Copy exactly, please, the line that has "to bind it." in it along with every line after it to the end of the listing.

(GIVEN ENTRIES Opens)

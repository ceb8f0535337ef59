// SPDX-License-Identifier: MIT OR Apache-2.0
//! The resource-binding manifest handed back to the host.

use prism_graph::{ParameterHints, PlugType, Value};
use serde::{Deserialize, Serialize};

/// Kind of an external resource referenced by generated code.
#[derive(Debug, Clone, Copy, PartialEq, Eq, Serialize, Deserialize)]
pub enum ResourceKind {
    /// 2D texture, bound to a `t` register
    Texture2D,
    /// Cube texture, bound to a `t` register
    TextureCube,
    /// Sampler state, bound to an `s` register
    Sampler,
    /// Scalar/vector/matrix constant inside the material cbuffer
    Parameter,
}

/// One entry of the binding manifest: a generated global symbol and the
/// logical metadata the host needs to bind it.
#[derive(Debug, Clone, Serialize, Deserialize)]
pub struct ResourceBinding {
    /// Compiler-assigned unique global symbol
    pub symbol: String,
    /// Resource kind
    pub kind: ResourceKind,
    /// Logical name the resource was registered under
    pub name: String,
    /// Register slot (`t`/`s` index) or cbuffer field order for parameters
    pub slot: u32,
    /// Value type of the resource
    pub ty: PlugType,
    /// Default value: a literal for parameters, an asset path for textures
    pub default: Option<Value>,
    /// Editor presentation hints carried over from the blackboard
    pub hints: ParameterHints,
}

(GIVEN ENTRIES Closes)

* **REPLY TO THE EXERCISE**
/// logical metadata the host needs to bind it.
#[derive(Debug, Clone, Serialize, Deserialize)]
pub struct ResourceBinding {
    /// Compiler-assigned unique global symbol
    pub symbol: String,
    /// Resource kind
    pub kind: ResourceKind,
    /// Logical name the resource was registered under
    pub name: String,
    /// Register slot (`t`/`s` index) or cbuffer field order for parameters
    pub slot: u32,
    /// Value type of the resource
    pub ty: PlugType,
    /// Default value: a literal for parameters, an asset path for textures
    pub default: Option<Value>,
    /// Editor presentation hints carried over from the blackboard
    pub hints: ParameterHints,
}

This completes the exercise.